-- To do --
Whenever a line in the records below holds the string "trait", include it in the count, and state the number alone.

══ Record set

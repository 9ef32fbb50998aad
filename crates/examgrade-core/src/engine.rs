//! Batch grading orchestrator.
//!
//! Grades many submissions of one exam with bounded parallelism and collects
//! the results into a [`GradingReport`].

use std::sync::Arc;
use std::time::{Duration, Instant};

use anyhow::Result;
use futures::stream::{FuturesUnordered, StreamExt};
use tokio::sync::Semaphore;
use uuid::Uuid;

use crate::evaluator::Evaluator;
use crate::exam::{grade_submission, Exam, Submission, SubmissionResult};
use crate::policy::EvaluationPolicy;
use crate::report::{ExamSummary, GradingReport};
use crate::statistics::compute_exam_stats;

/// Configuration for the grading engine.
#[derive(Debug, Clone)]
pub struct GradingEngineConfig {
    /// Maximum submissions graded concurrently.
    pub parallelism: usize,
    /// Pass mark for exams that do not define their own.
    pub passing_percent: f64,
    /// Grading policies.
    pub policy: EvaluationPolicy,
}

impl Default for GradingEngineConfig {
    fn default() -> Self {
        Self {
            parallelism: 4,
            passing_percent: 50.0,
            policy: EvaluationPolicy::default(),
        }
    }
}

/// Progress reporting trait.
pub trait ProgressReporter: Send + Sync {
    fn on_submission_graded(&self, result: &SubmissionResult);
    fn on_submission_skipped(&self, submission_id: &str, reason: &str);
    fn on_submission_error(&self, submission_id: &str, error: &str);
    fn on_batch_complete(&self, total: usize, graded: usize, failed: usize, elapsed: Duration);
}

/// No-op progress reporter.
pub struct NoopReporter;

impl ProgressReporter for NoopReporter {
    fn on_submission_graded(&self, _: &SubmissionResult) {}
    fn on_submission_skipped(&self, _: &str, _: &str) {}
    fn on_submission_error(&self, _: &str, _: &str) {}
    fn on_batch_complete(&self, _: usize, _: usize, _: usize, _: Duration) {}
}

/// The batch grading engine.
pub struct GradingEngine {
    evaluator: Evaluator,
    config: GradingEngineConfig,
}

impl GradingEngine {
    pub fn new(config: GradingEngineConfig) -> Self {
        Self {
            evaluator: Evaluator::new(config.policy),
            config,
        }
    }

    /// Grade every submission for `exam`.
    ///
    /// Submissions addressed to another exam are skipped. Results are sorted
    /// by submission id so reports are stable across runs.
    pub async fn grade_all(
        &self,
        exam: &Exam,
        submissions: Vec<Submission>,
        progress: &dyn ProgressReporter,
    ) -> Result<GradingReport> {
        anyhow::ensure!(self.config.parallelism >= 1, "parallelism must be at least 1");

        let start = Instant::now();
        let run_id = Uuid::new_v4();
        let semaphore = Arc::new(Semaphore::new(self.config.parallelism));
        let shared_exam = Arc::new(exam.clone());

        let mut futures = FuturesUnordered::new();

        for submission in submissions {
            if submission.exam_id != exam.id {
                tracing::warn!(
                    "submission {} is for exam '{}', not '{}'; skipping",
                    submission.id,
                    submission.exam_id,
                    exam.id
                );
                progress.on_submission_skipped(
                    &submission.id,
                    &format!("belongs to exam '{}'", submission.exam_id),
                );
                continue;
            }

            let semaphore = Arc::clone(&semaphore);
            let exam = Arc::clone(&shared_exam);
            let evaluator = self.evaluator;
            let passing_percent = self.config.passing_percent;

            futures.push(async move {
                let submission_id = submission.id.clone();
                let inner = async move {
                    let _permit = semaphore
                        .acquire_owned()
                        .await
                        .map_err(|_| anyhow::anyhow!("semaphore closed"))?;

                    let graded = tokio::task::spawn_blocking(move || {
                        grade_submission(&exam, &submission, &evaluator, passing_percent)
                    })
                    .await?;
                    anyhow::Ok(graded)
                };
                (submission_id, inner.await)
            });
        }

        let mut results = Vec::new();
        let mut failed = 0usize;
        let total = futures.len();

        while let Some((submission_id, result)) = futures.next().await {
            match result {
                Ok(graded) => {
                    progress.on_submission_graded(&graded);
                    results.push(graded);
                }
                Err(e) => {
                    tracing::error!("grading failed for submission {submission_id}: {e:#}");
                    progress.on_submission_error(&submission_id, &e.to_string());
                    failed += 1;
                }
            }
        }

        results.sort_by(|a, b| a.submission_id.cmp(&b.submission_id));

        let elapsed = start.elapsed();
        progress.on_batch_complete(total, results.len(), failed, elapsed);

        let aggregate = compute_exam_stats(&results, exam);

        Ok(GradingReport {
            id: run_id,
            created_at: chrono::Utc::now(),
            exam: ExamSummary {
                id: exam.id.clone(),
                title: exam.title.clone(),
                question_count: exam.questions.len(),
                total_marks: exam.total_marks(),
            },
            policy: self.config.policy,
            results,
            aggregate,
            duration_ms: elapsed.as_millis() as u64,
        })
    }
}

#[cfg(test)]
mod tests {
    use super::*;
    use crate::exam::tests::{sample_exam, submission};
    use crate::policy::CaseStudyCreditPolicy;
    use serde_json::json;
    use std::sync::Mutex;

    #[derive(Default)]
    struct RecordingReporter {
        graded: Mutex<Vec<String>>,
        skipped: Mutex<Vec<String>>,
    }

    impl ProgressReporter for RecordingReporter {
        fn on_submission_graded(&self, result: &SubmissionResult) {
            self.graded.lock().unwrap().push(result.submission_id.clone());
        }
        fn on_submission_skipped(&self, submission_id: &str, _: &str) {
            self.skipped.lock().unwrap().push(submission_id.to_string());
        }
        fn on_submission_error(&self, _: &str, _: &str) {}
        fn on_batch_complete(&self, _: usize, _: usize, _: usize, _: Duration) {}
    }

    fn submissions() -> Vec<Submission> {
        (0..12)
            .map(|i| {
                let answer = if i % 2 == 0 { "opt2" } else { "opt1" };
                submission(&format!("s{i:02}"), json!({"q1": answer, "q3": ["opt1", "x"]}))
            })
            .collect()
    }

    #[tokio::test]
    async fn grades_all_submissions_in_stable_order() {
        let engine = GradingEngine::new(GradingEngineConfig {
            parallelism: 3,
            ..Default::default()
        });
        let report = engine
            .grade_all(&sample_exam(), submissions(), &NoopReporter)
            .await
            .unwrap();

        assert_eq!(report.results.len(), 12);
        assert_eq!(report.results[0].submission_id, "s00");
        assert_eq!(report.results[11].submission_id, "s11");
        assert_eq!(report.results[0].score, 4.0);
        assert_eq!(report.results[1].score, 2.0);
        assert_eq!(report.exam.total_marks, 10.0);
        assert_eq!(report.aggregate.submission_count, 12);
    }

    #[tokio::test]
    async fn skips_submissions_for_other_exams() {
        let mut subs = submissions();
        subs[0].exam_id = "other-exam".into();
        let reporter = RecordingReporter::default();

        let report = GradingEngine::new(GradingEngineConfig::default())
            .grade_all(&sample_exam(), subs, &reporter)
            .await
            .unwrap();

        assert_eq!(report.results.len(), 11);
        assert_eq!(*reporter.skipped.lock().unwrap(), vec!["s00".to_string()]);
        assert_eq!(reporter.graded.lock().unwrap().len(), 11);
    }

    #[tokio::test]
    async fn policy_is_applied_and_recorded() {
        let engine = GradingEngine::new(GradingEngineConfig {
            policy: EvaluationPolicy {
                case_study_credit: CaseStudyCreditPolicy::Any,
                ..Default::default()
            },
            ..Default::default()
        });
        let report = engine
            .grade_all(&sample_exam(), submissions(), &NoopReporter)
            .await
            .unwrap();

        assert_eq!(report.policy.case_study_credit, CaseStudyCreditPolicy::Any);
        let case_study = &report.results[0].answers[2];
        assert!(case_study.result.is_correct);
        assert_eq!(case_study.result.points_earned, 2.0);
    }

    #[tokio::test]
    async fn zero_parallelism_is_rejected() {
        let engine = GradingEngine::new(GradingEngineConfig {
            parallelism: 0,
            ..Default::default()
        });
        assert!(engine
            .grade_all(&sample_exam(), submissions(), &NoopReporter)
            .await
            .is_err());
    }
}
//! examgrade configuration.

use std::path::{Path, PathBuf};

use anyhow::{Context, Result};
use serde::{Deserialize, Serialize};

use crate::policy::EvaluationPolicy;

/// Top-level examgrade configuration.
#[derive(Debug, Clone, PartialEq, Serialize, Deserialize)]
pub struct GradeConfig {
    /// Grading policies.
    #[serde(default)]
    pub policy: EvaluationPolicy,
    /// Max concurrent submissions graded.
    #[serde(default = "default_parallelism")]
    pub parallelism: usize,
    /// Pass mark for exams that do not define one.
    #[serde(default = "default_passing_percent")]
    pub passing_percent: f64,
    /// Output directory for reports.
    #[serde(default = "default_output_dir")]
    pub output_dir: PathBuf,
}

fn default_parallelism() -> usize {
    4
}
fn default_passing_percent() -> f64 {
    50.0
}
fn default_output_dir() -> PathBuf {
    PathBuf::from("./examgrade-results")
}

impl Default for GradeConfig {
    fn default() -> Self {
        Self {
            policy: EvaluationPolicy::default(),
            parallelism: default_parallelism(),
            passing_percent: default_passing_percent(),
            output_dir: default_output_dir(),
        }
    }
}

/// Load configuration from well-known paths.
///
/// Search order:
/// 1. `examgrade.toml` in the current directory
/// 2. `~/.config/examgrade/config.toml`
///
/// Environment variable overrides: `EXAMGRADE_CASE_STUDY_CREDIT`,
/// `EXAMGRADE_SHORT_ANSWER_MATCH`, `EXAMGRADE_PARALLELISM`.
pub fn load_config() -> Result<GradeConfig> {
    load_config_from(None)
}

/// Load config from an explicit path, or search the default locations.
pub fn load_config_from(path: Option<&Path>) -> Result<GradeConfig> {
    let config_path = if let Some(p) = path {
        if p.exists() {
            Some(p.to_path_buf())
        } else {
            anyhow::bail!("config file not found: {}", p.display());
        }
    } else {
        let local = PathBuf::from("examgrade.toml");
        if local.exists() {
            Some(local)
        } else {
            dirs_path()
                .map(|home| home.join("config.toml"))
                .filter(|global| global.exists())
        }
    };

    let mut config = match config_path {
        Some(path) => {
            let content = std::fs::read_to_string(&path)
                .with_context(|| format!("failed to read config: {}", path.display()))?;
            parse_config_str(&content)
                .with_context(|| format!("failed to parse config: {}", path.display()))?
        }
        None => GradeConfig::default(),
    };

    apply_env_overrides(&mut config, |name| std::env::var(name).ok())?;

    Ok(config)
}

/// Parse a TOML config document.
pub fn parse_config_str(content: &str) -> Result<GradeConfig> {
    Ok(toml::from_str::<GradeConfig>(content)?)
}

/// Apply environment overrides read through `lookup`.
fn apply_env_overrides(
    config: &mut GradeConfig,
    lookup: impl Fn(&str) -> Option<String>,
) -> Result<()> {
    if let Some(value) = lookup("EXAMGRADE_CASE_STUDY_CREDIT") {
        config.policy.case_study_credit = value
            .parse()
            .map_err(|e: String| anyhow::anyhow!("EXAMGRADE_CASE_STUDY_CREDIT: {e}"))?;
    }

    if let Some(value) = lookup("EXAMGRADE_SHORT_ANSWER_MATCH") {
        config.policy.short_answer_match = value
            .parse()
            .map_err(|e: String| anyhow::anyhow!("EXAMGRADE_SHORT_ANSWER_MATCH: {e}"))?;
    }

    if let Some(value) = lookup("EXAMGRADE_PARALLELISM") {
        config.parallelism = value
            .trim()
            .parse()
            .with_context(|| format!("EXAMGRADE_PARALLELISM: invalid value '{value}'"))?;
    }

    Ok(())
}

fn dirs_path() -> Option<PathBuf> {
    std::env::var("HOME")
        .ok()
        .map(|h| PathBuf::from(h).join(".config").join("examgrade"))
}

#[cfg(test)]
mod tests {
    use super::*;
    use crate::policy::{CaseStudyCreditPolicy, ShortAnswerMatchPolicy};
    use std::collections::HashMap;

    #[test]
    fn default_config() {
        let config = GradeConfig::default();
        assert_eq!(config.parallelism, 4);
        assert_eq!(config.passing_percent, 50.0);
        assert_eq!(config.policy, EvaluationPolicy::default());
    }

    #[test]
    fn parse_full_config() {
        let config = parse_config_str(
            r#"
parallelism = 8
passing_percent = 65.0
output_dir = "out"

[policy]
case_study_credit = "any"
short_answer_match = "contains"
"#,
        )
        .unwrap();
        assert_eq!(config.parallelism, 8);
        assert_eq!(config.passing_percent, 65.0);
        assert_eq!(config.output_dir, PathBuf::from("out"));
        assert_eq!(config.policy.case_study_credit, CaseStudyCreditPolicy::Any);
        assert_eq!(
            config.policy.short_answer_match,
            ShortAnswerMatchPolicy::Contains
        );
    }

    #[test]
    fn unknown_policy_value_is_rejected() {
        assert!(parse_config_str("[policy]\ncase_study_credit = \"most\"\n").is_err());
    }

    #[test]
    fn env_overrides_apply() {
        let env: HashMap<&str, &str> = HashMap::from([
            ("EXAMGRADE_CASE_STUDY_CREDIT", "any"),
            ("EXAMGRADE_PARALLELISM", " 2 "),
        ]);
        let mut config = GradeConfig::default();
        apply_env_overrides(&mut config, |k| env.get(k).map(|v| v.to_string())).unwrap();
        assert_eq!(config.policy.case_study_credit, CaseStudyCreditPolicy::Any);
        assert_eq!(config.policy.short_answer_match, ShortAnswerMatchPolicy::Exact);
        assert_eq!(config.parallelism, 2);
    }

    #[test]
    fn invalid_env_override_is_an_error() {
        let mut config = GradeConfig::default();
        let err = apply_env_overrides(&mut config, |k| {
            (k == "EXAMGRADE_SHORT_ANSWER_MATCH").then(|| "fuzzy".to_string())
        })
        .unwrap_err();
        assert!(err.to_string().contains("EXAMGRADE_SHORT_ANSWER_MATCH"));
    }

    #[test]
    fn load_explicit_path() {
        let dir = tempfile::tempdir().unwrap();
        let path = dir.path().join("custom.toml");
        std::fs::write(&path, "passing_percent = 70.0\n").unwrap();
        let config = load_config_from(Some(&path)).unwrap();
        assert_eq!(config.passing_percent, 70.0);

        assert!(load_config_from(Some(&dir.path().join("missing.toml"))).is_err());
    }
}
//! Grading report types with JSON persistence and re-grade comparison.

use std::collections::HashMap;
use std::path::Path;

use anyhow::{Context, Result};
use chrono::{DateTime, Utc};
use serde::{Deserialize, Serialize};
use uuid::Uuid;

use crate::exam::SubmissionResult;
use crate::policy::EvaluationPolicy;
use crate::statistics::ExamStats;

/// A complete grading report for one exam.
#[derive(Debug, Clone, Serialize, Deserialize)]
pub struct GradingReport {
    /// Unique report identifier.
    pub id: Uuid,
    /// When the report was created.
    pub created_at: DateTime<Utc>,
    /// Summary of the exam.
    pub exam: ExamSummary,
    /// Policies the submissions were graded under.
    pub policy: EvaluationPolicy,
    /// Graded submissions, ordered by submission id.
    pub results: Vec<SubmissionResult>,
    /// Aggregate statistics.
    pub aggregate: ExamStats,
    /// Total wall-clock duration in milliseconds.
    pub duration_ms: u64,
}

/// Summary of an exam (without the full question definitions).
#[derive(Debug, Clone, Serialize, Deserialize)]
pub struct ExamSummary {
    pub id: String,
    pub title: String,
    pub question_count: usize,
    pub total_marks: f64,
}

impl GradingReport {
    /// Save the report as JSON to a file.
    pub fn save_json(&self, path: &Path) -> Result<()> {
        let json = serde_json::to_string_pretty(self).context("failed to serialize report")?;
        if let Some(parent) = path.parent() {
            std::fs::create_dir_all(parent)?;
        }
        std::fs::write(path, json)
            .with_context(|| format!("failed to write report to {}", path.display()))?;
        Ok(())
    }

    /// Load a report from a JSON file.
    pub fn load_json(path: &Path) -> Result<Self> {
        let content = std::fs::read_to_string(path)
            .with_context(|| format!("failed to read report from {}", path.display()))?;
        let report: GradingReport =
            serde_json::from_str(&content).context("failed to parse report JSON")?;
        Ok(report)
    }

    /// Render the per-submission scores and aggregate statistics as markdown.
    pub fn to_markdown(&self) -> String {
        let mut md = String::new();

        md.push_str(&format!(
            "## {} ({})\n\n**Policy:** case-study credit `{}`, short-answer match `{}`\n\n",
            self.exam.title,
            self.exam.id,
            self.policy.case_study_credit,
            self.policy.short_answer_match
        ));

        md.push_str("| Submission | Student | Score | Percentage | Passed |\n");
        md.push_str("|------------|---------|-------|------------|--------|\n");
        for r in &self.results {
            md.push_str(&format!(
                "| {} | {} | {:.2} / {:.2} | {:.1}% | {} |\n",
                r.submission_id,
                r.student_id,
                r.score,
                r.total_marks,
                r.percentage,
                if r.passed { "yes" } else { "no" }
            ));
        }

        let stats = &self.aggregate;
        md.push_str(&format!(
            "\n**Summary:** {} submissions, mean {:.2}, median {:.2}, pass rate {:.1}%\n",
            stats.submission_count,
            stats.mean_score,
            stats.median_score,
            stats.pass_rate * 100.0
        ));

        md
    }

    /// Compare this report against a baseline grading of the same
    /// submissions, e.g. one produced under different policies.
    ///
    /// Scores are compared as fractions of total marks; a change smaller
    /// than `threshold` counts as unchanged.
    pub fn compare(&self, baseline: &GradingReport, threshold: f64) -> RegradeReport {
        let score_map = |report: &GradingReport| -> HashMap<String, (String, f64)> {
            report
                .results
                .iter()
                .map(|r| {
                    let fraction = if r.total_marks > 0.0 {
                        r.score / r.total_marks
                    } else {
                        0.0
                    };
                    (r.submission_id.clone(), (r.student_id.clone(), fraction))
                })
                .collect()
        };

        let baseline_scores = score_map(baseline);
        let current_scores = score_map(self);

        let mut regressions = Vec::new();
        let mut improvements = Vec::new();
        let mut unchanged = 0usize;
        let mut new_submissions = 0usize;

        for (submission_id, (student_id, current)) in &current_scores {
            if let Some((_, baseline_val)) = baseline_scores.get(submission_id) {
                let change = ScoreChange {
                    submission_id: submission_id.clone(),
                    student_id: student_id.clone(),
                    baseline_score: *baseline_val,
                    current_score: *current,
                    delta: current - baseline_val,
                };
                if change.delta < -threshold {
                    regressions.push(change);
                } else if change.delta > threshold {
                    improvements.push(change);
                } else {
                    unchanged += 1;
                }
            } else {
                new_submissions += 1;
            }
        }

        regressions.sort_by(|a, b| a.submission_id.cmp(&b.submission_id));
        improvements.sort_by(|a, b| a.submission_id.cmp(&b.submission_id));

        let removed_submissions = baseline_scores
            .keys()
            .filter(|k| !current_scores.contains_key(*k))
            .count();

        RegradeReport {
            regressions,
            improvements,
            unchanged,
            new_submissions,
            removed_submissions,
        }
    }
}

/// Result of comparing two grading reports.
#[derive(Debug, Clone, Serialize, Deserialize)]
pub struct RegradeReport {
    /// Submissions whose score went down.
    pub regressions: Vec<ScoreChange>,
    /// Submissions whose score went up.
    pub improvements: Vec<ScoreChange>,
    /// Submissions with no significant change.
    pub unchanged: usize,
    /// Submissions in current but not baseline.
    pub new_submissions: usize,
    /// Submissions in baseline but not current.
    pub removed_submissions: usize,
}

/// A score that moved between two gradings.
#[derive(Debug, Clone, Serialize, Deserialize)]
pub struct ScoreChange {
    pub submission_id: String,
    pub student_id: String,
    pub baseline_score: f64,
    pub current_score: f64,
    pub delta: f64,
}

impl RegradeReport {
    /// Format the re-grade report as markdown.
    pub fn to_markdown(&self) -> String {
        let mut md = String::new();

        md.push_str(&format!(
            "**Summary:** {} regressions, {} improvements, {} unchanged\n\n",
            self.regressions.len(),
            self.improvements.len(),
            self.unchanged
        ));

        if !self.regressions.is_empty() {
            md.push_str("### Regressions\n\n");
            md.push_str("| Submission | Student | Baseline | Current | Delta |\n");
            md.push_str("|------------|---------|----------|---------|-------|\n");
            for r in &self.regressions {
                md.push_str(&format!(
                    "| {} | {} | {:.1}% | {:.1}% | {:.1}% |\n",
                    r.submission_id,
                    r.student_id,
                    r.baseline_score * 100.0,
                    r.current_score * 100.0,
                    r.delta * 100.0
                ));
            }
            md.push('\n');
        }

        if !self.improvements.is_empty() {
            md.push_str("### Improvements\n\n");
            md.push_str("| Submission | Student | Baseline | Current | Delta |\n");
            md.push_str("|------------|---------|----------|---------|-------|\n");
            for i in &self.improvements {
                md.push_str(&format!(
                    "| {} | {} | {:.1}% | {:.1}% | +{:.1}% |\n",
                    i.submission_id,
                    i.student_id,
                    i.baseline_score * 100.0,
                    i.current_score * 100.0,
                    i.delta * 100.0
                ));
            }
        }

        md
    }

    /// Returns true if any submission scored lower than in the baseline.
    pub fn has_regressions(&self) -> bool {
        !self.regressions.is_empty()
    }
}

════

-- Solution for this task --
2